花火-4
「おいで」
ヤナに手を引かれてゆっくり扉をくぐると、そこには小さいながらもなかなかの夜景が広がっていた。
「……わ……すごい」
自分が長年住んでいる建物の上に、こんな非日常的な空間があったなんて不思議な気分だ。
「ほら」
ヤナが指さすほうを見ると、遠く離れた空に、花火があがっているのが小さく見えた。
「……あ……」
「花火大会ならここでも見られるだろ」
ヤナと私は、花火がよく見えるフェンスのそばのコンクリートブロックに、並んで腰を下ろした。
離れて見る花火は思ったよりずいぶん小さくて、あんな小さな光を見るために何万人もの人があそこに集まっていると思うとなんだか滑稽な気がした。

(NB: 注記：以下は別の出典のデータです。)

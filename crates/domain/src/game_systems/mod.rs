//! Game system rules.
//!
//! The derivation engine is written against [`CalculationEngine`]; the sheet
//! ships with the D&D 5th Edition (2024) rules in [`Dnd5eSystem`].

mod dnd5e;
mod traits;

pub use dnd5e::{experience_for_level, experience_for_next_level, Dnd5eSystem, MAX_LEVEL};
pub use traits::{CalculationEngine, ProficiencyLevel};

あの光の下に、ヤマトはいるんだ。部活の仲間に囲まれて――。
―――あれ?そういえば……。
「ヤナも陸上部……だよね」
「そうだよ」
「――さっきの先輩達から、ヤナにも電話かかってくるんじゃない?」
「……かもね。だからこういうめんどくさい日は電源を切ってる」
ヤナはジーパンのポケットからケータイを取り出して、真っ暗な画面を私に見せた。
何故だか胸がきゅうっと切ない音をたてる。
私が付き合っているのが、もしヤナだったら……今日こんなに悲しい思いはしなくてすんだのかな……。
……って、私何バカなこと考えてるんだろう。
「ヤナさぁ……雪乃さんて……知ってる?」
私はどうしても「あのひと」とヤマトのことが気になっていた。
ヤナは一瞬沈黙したけれど、私の質問で今日起きた出来事を全て悟ったようだった。
「そっか……今日来てたのか…」
「……あのひとも陸上部だったの?」
「……ああ……『姫』はマネージャーだったんだ」
「姫」―――。
陸上部で雪乃はそう呼ばれていたのだろう。クラブの中で雪乃がどういう存在だったか、その呼び名だけで十分想像できる。
キレイで、優雅で、みんなが憧れるお姫様。
そしてヤマトはそのお姫様を呼び捨てにできる後輩。
この陳腐なクイズはヒントが多すぎて、答え合わせの必要なんかない。
聞かなくてもわかってる。
胸がたまらなく苦しい。
それでも私は確かめずにはいられなかった。
「……ヤマトと雪乃さんて……付き合ってたの……?」
―――恐ろしく長い沈黙。
「………そういやそんな時も……あった……かなぁ……確か一ヶ月もたなかったと思うけど……」
おそらくそれは、ヤナなりに一生懸命選んでくれた言葉だったのだろう。
「……まだ好きなのかな……」
「……さあね。でも、もしそうなら一ヶ月で別れないんじゃない?」
ヤナは軽い調子で言うと、コンビニの袋に入っていたペットボトルのジュースを、一本私に渡してくれた。
「……そうかな……」
なんとなく腑に落ちなかった。
雪乃の敵意のこもった微笑みと、ヤマトのうろたえた顔が頭から離れない。
ヤマトと雪乃なら誰が見ても釣り合う似合いのカップルだっただろうと思う。
嫌だと思いながらも二人が絡みあう姿までありありと思い浮かんでしまう。
ひょっとしたら今頃二人きりであの花火を見ているかもしれない―――。
花火大会はフィナーレを迎えているらしく、ひときわ華やかなスターマインが、周りの景色を極彩色に染めているのが遠くからでもよく見えた。